#### [What the task asks]
Reproduce, without any change, the span of lines from the opening of the records below to the line containing "social-engineering phrase catalog.", inclusive.

↓↓↓

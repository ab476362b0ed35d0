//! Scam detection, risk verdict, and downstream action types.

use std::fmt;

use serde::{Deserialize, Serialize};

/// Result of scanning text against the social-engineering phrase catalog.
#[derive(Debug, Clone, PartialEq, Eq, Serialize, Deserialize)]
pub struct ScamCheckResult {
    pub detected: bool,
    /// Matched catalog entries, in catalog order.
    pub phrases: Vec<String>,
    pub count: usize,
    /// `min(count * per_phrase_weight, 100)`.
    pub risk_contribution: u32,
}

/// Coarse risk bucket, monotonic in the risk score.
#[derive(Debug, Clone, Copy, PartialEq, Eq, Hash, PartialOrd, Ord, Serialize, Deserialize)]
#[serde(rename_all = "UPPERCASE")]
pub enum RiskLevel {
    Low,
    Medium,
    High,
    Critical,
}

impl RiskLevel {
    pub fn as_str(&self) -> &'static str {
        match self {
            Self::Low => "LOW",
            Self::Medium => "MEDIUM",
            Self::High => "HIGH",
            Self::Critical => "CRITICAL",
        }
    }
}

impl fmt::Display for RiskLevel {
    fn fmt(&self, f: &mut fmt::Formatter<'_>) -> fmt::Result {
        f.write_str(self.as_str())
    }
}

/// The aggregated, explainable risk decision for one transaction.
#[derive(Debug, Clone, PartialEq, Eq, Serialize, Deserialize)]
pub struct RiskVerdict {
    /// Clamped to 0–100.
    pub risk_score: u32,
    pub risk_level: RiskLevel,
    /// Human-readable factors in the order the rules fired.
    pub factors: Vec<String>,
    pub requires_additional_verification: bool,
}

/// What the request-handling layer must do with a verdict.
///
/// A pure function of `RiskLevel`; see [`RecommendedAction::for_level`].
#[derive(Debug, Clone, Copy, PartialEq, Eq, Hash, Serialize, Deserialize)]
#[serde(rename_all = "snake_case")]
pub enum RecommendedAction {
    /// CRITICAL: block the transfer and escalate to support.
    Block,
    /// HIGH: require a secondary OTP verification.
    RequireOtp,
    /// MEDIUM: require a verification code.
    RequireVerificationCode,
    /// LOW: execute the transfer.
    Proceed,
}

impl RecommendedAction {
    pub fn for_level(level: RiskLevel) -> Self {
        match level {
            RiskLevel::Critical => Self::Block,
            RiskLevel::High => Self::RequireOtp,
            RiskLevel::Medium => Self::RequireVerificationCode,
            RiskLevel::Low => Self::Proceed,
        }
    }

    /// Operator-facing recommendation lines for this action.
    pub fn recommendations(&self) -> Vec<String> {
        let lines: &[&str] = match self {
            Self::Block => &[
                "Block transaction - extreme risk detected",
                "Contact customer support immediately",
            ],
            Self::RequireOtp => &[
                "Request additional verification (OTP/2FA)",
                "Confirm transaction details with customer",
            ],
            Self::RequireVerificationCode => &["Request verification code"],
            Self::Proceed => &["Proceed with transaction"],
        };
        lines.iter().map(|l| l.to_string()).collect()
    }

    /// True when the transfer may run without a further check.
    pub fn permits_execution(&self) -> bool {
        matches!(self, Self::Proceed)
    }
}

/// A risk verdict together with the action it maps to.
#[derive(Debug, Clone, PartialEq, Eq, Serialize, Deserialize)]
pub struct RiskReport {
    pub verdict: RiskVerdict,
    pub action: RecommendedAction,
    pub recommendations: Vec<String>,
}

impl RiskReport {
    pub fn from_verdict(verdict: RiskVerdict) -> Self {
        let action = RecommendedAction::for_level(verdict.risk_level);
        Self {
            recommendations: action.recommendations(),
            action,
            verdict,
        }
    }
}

↑↑↑

#### [Final answer]
repository ab476362b0ed35d0
//! Scam detection, risk verdict, and downstream action types.

use std::fmt;

use serde::{Deserialize, Serialize};

/// Result of scanning text against the social-engineering phrase catalog.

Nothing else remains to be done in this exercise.